──────── Records supplied

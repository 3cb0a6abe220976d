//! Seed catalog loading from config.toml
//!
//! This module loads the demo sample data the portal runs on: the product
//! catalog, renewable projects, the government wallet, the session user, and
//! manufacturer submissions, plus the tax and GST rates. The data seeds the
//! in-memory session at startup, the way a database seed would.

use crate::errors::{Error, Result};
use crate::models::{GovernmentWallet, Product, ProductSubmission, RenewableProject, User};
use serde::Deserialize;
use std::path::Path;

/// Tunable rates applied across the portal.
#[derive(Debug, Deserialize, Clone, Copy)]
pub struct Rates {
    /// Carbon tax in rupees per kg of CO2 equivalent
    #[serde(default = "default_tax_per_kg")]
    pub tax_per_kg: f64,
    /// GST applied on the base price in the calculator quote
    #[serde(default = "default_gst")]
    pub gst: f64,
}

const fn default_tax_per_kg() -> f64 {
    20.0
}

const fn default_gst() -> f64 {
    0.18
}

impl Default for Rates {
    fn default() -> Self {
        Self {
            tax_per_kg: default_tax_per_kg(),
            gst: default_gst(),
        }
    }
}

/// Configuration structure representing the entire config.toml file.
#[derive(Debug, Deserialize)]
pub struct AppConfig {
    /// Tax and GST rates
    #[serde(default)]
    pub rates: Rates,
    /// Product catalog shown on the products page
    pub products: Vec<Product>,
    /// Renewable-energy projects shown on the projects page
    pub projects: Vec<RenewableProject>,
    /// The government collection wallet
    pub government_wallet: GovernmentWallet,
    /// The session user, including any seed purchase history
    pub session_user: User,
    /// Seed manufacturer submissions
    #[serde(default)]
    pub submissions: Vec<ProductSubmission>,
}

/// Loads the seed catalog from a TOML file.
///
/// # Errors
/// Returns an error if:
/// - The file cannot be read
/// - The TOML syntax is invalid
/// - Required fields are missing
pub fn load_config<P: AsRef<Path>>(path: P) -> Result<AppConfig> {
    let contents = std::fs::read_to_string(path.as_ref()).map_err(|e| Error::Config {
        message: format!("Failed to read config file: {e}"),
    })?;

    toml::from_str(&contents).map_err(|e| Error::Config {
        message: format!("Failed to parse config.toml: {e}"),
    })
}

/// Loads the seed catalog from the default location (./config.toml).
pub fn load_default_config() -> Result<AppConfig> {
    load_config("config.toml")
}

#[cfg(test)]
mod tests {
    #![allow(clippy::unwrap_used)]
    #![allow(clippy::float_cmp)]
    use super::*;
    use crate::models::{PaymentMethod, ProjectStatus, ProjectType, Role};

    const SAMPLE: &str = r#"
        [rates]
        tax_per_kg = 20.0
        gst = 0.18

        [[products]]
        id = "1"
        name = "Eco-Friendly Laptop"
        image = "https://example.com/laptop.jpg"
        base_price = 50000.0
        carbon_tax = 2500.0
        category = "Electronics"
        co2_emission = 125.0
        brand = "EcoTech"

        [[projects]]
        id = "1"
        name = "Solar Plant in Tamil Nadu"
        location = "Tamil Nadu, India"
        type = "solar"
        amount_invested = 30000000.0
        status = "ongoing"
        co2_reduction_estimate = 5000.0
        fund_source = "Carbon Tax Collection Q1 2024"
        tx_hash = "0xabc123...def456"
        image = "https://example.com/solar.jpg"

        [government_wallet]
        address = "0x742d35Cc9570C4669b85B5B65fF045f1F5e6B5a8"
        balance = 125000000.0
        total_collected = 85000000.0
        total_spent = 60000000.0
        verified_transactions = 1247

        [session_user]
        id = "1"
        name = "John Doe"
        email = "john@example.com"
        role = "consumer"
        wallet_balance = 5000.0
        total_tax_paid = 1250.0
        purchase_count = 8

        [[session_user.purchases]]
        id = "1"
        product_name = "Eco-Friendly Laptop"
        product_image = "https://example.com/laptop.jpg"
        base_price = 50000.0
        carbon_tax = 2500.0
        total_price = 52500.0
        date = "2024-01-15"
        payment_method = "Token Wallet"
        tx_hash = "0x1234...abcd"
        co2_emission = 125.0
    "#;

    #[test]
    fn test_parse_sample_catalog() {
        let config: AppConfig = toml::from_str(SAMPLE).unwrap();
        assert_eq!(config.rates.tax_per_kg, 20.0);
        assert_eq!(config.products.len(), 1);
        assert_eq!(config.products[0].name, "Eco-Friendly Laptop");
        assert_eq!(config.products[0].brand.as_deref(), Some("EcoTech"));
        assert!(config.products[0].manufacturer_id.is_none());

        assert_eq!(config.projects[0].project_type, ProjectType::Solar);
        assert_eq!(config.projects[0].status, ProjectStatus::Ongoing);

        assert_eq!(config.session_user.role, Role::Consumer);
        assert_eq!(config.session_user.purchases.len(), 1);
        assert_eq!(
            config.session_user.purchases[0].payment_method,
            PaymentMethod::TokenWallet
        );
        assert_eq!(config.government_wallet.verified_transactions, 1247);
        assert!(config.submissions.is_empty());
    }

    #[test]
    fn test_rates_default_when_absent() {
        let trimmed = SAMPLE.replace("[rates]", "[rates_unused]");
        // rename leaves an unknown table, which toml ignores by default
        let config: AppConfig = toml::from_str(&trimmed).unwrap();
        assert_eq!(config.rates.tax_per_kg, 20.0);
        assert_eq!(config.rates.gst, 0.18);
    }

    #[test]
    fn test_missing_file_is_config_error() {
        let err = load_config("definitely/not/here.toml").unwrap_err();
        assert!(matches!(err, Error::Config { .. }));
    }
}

────────────────

-- Task instructions --
Complete, exact output of the records is expected.

-- Expected answer --
repository 3cb0a6abe220976d
//! Seed catalog loading from config.toml
//!
//! This module loads the demo sample data the portal runs on: the product
//! catalog, renewable projects, the government wallet, the session user, and
//! manufacturer submissions, plus the tax and GST rates. The data seeds the
//! in-memory session at startup, the way a database seed would.

use crate::errors::{Error, Result};
use crate::models::{GovernmentWallet, Product, ProductSubmission, RenewableProject, User};
use serde::Deserialize;
use std::path::Path;

/// Tunable rates applied across the portal.
#[derive(Debug, Deserialize, Clone, Copy)]
pub struct Rates {
    /// Carbon tax in rupees per kg of CO2 equivalent
    #[serde(default = "default_tax_per_kg")]
    pub tax_per_kg: f64,
    /// GST applied on the base price in the calculator quote
    #[serde(default = "default_gst")]
    pub gst: f64,
}

const fn default_tax_per_kg() -> f64 {
    20.0
}

const fn default_gst() -> f64 {
    0.18
}

impl Default for Rates {
    fn default() -> Self {
        Self {
            tax_per_kg: default_tax_per_kg(),
            gst: default_gst(),
        }
    }
}

/// Configuration structure representing the entire config.toml file.
#[derive(Debug, Deserialize)]
pub struct AppConfig {
    /// Tax and GST rates
    #[serde(default)]
    pub rates: Rates,
    /// Product catalog shown on the products page
    pub products: Vec<Product>,
    /// Renewable-energy projects shown on the projects page
    pub projects: Vec<RenewableProject>,
    /// The government collection wallet
    pub government_wallet: GovernmentWallet,
    /// The session user, including any seed purchase history
    pub session_user: User,
    /// Seed manufacturer submissions
    #[serde(default)]
    pub submissions: Vec<ProductSubmission>,
}

/// Loads the seed catalog from a TOML file.
///
/// # Errors
/// Returns an error if:
/// - The file cannot be read
/// - The TOML syntax is invalid
/// - Required fields are missing
pub fn load_config<P: AsRef<Path>>(path: P) -> Result<AppConfig> {
    let contents = std::fs::read_to_string(path.as_ref()).map_err(|e| Error::Config {
        message: format!("Failed to read config file: {e}"),
    })?;

    toml::from_str(&contents).map_err(|e| Error::Config {
        message: format!("Failed to parse config.toml: {e}"),
    })
}

/// Loads the seed catalog from the default location (./config.toml).
pub fn load_default_config() -> Result<AppConfig> {
    load_config("config.toml")
}

#[cfg(test)]
mod tests {
    #![allow(clippy::unwrap_used)]
    #![allow(clippy::float_cmp)]
    use super::*;
    use crate::models::{PaymentMethod, ProjectStatus, ProjectType, Role};

    const SAMPLE: &str = r#"
        [rates]
        tax_per_kg = 20.0
        gst = 0.18

        [[products]]
        id = "1"
        name = "Eco-Friendly Laptop"
        image = "https://example.com/laptop.jpg"
        base_price = 50000.0
        carbon_tax = 2500.0
        category = "Electronics"
        co2_emission = 125.0
        brand = "EcoTech"

        [[projects]]
        id = "1"
        name = "Solar Plant in Tamil Nadu"
        location = "Tamil Nadu, India"
        type = "solar"
        amount_invested = 30000000.0
        status = "ongoing"
        co2_reduction_estimate = 5000.0
        fund_source = "Carbon Tax Collection Q1 2024"
        tx_hash = "0xabc123...def456"
        image = "https://example.com/solar.jpg"

        [government_wallet]
        address = "0x742d35Cc9570C4669b85B5B65fF045f1F5e6B5a8"
        balance = 125000000.0
        total_collected = 85000000.0
        total_spent = 60000000.0
        verified_transactions = 1247

        [session_user]
        id = "1"
        name = "John Doe"
        email = "john@example.com"
        role = "consumer"
        wallet_balance = 5000.0
        total_tax_paid = 1250.0
        purchase_count = 8

        [[session_user.purchases]]
        id = "1"
        product_name = "Eco-Friendly Laptop"
        product_image = "https://example.com/laptop.jpg"
        base_price = 50000.0
        carbon_tax = 2500.0
        total_price = 52500.0
        date = "2024-01-15"
        payment_method = "Token Wallet"
        tx_hash = "0x1234...abcd"
        co2_emission = 125.0
    "#;

    #[test]
    fn test_parse_sample_catalog() {
        let config: AppConfig = toml::from_str(SAMPLE).unwrap();
        assert_eq!(config.rates.tax_per_kg, 20.0);
        assert_eq!(config.products.len(), 1);
        assert_eq!(config.products[0].name, "Eco-Friendly Laptop");
        assert_eq!(config.products[0].brand.as_deref(), Some("EcoTech"));
        assert!(config.products[0].manufacturer_id.is_none());

        assert_eq!(config.projects[0].project_type, ProjectType::Solar);
        assert_eq!(config.projects[0].status, ProjectStatus::Ongoing);

        assert_eq!(config.session_user.role, Role::Consumer);
        assert_eq!(config.session_user.purchases.len(), 1);
        assert_eq!(
            config.session_user.purchases[0].payment_method,
            PaymentMethod::TokenWallet
        );
        assert_eq!(config.government_wallet.verified_transactions, 1247);
        assert!(config.submissions.is_empty());
    }

    #[test]
    fn test_rates_default_when_absent() {
        let trimmed = SAMPLE.replace("[rates]", "[rates_unused]");
        // rename leaves an unknown table, which toml ignores by default
        let config: AppConfig = toml::from_str(&trimmed).unwrap();
        assert_eq!(config.rates.tax_per_kg, 20.0);
        assert_eq!(config.rates.gst, 0.18);
    }

    #[test]
    fn test_missing_file_is_config_error() {
        let err = load_config("definitely/not/here.toml").unwrap_err();
        assert!(matches!(err, Error::Config { .. }));
    }
}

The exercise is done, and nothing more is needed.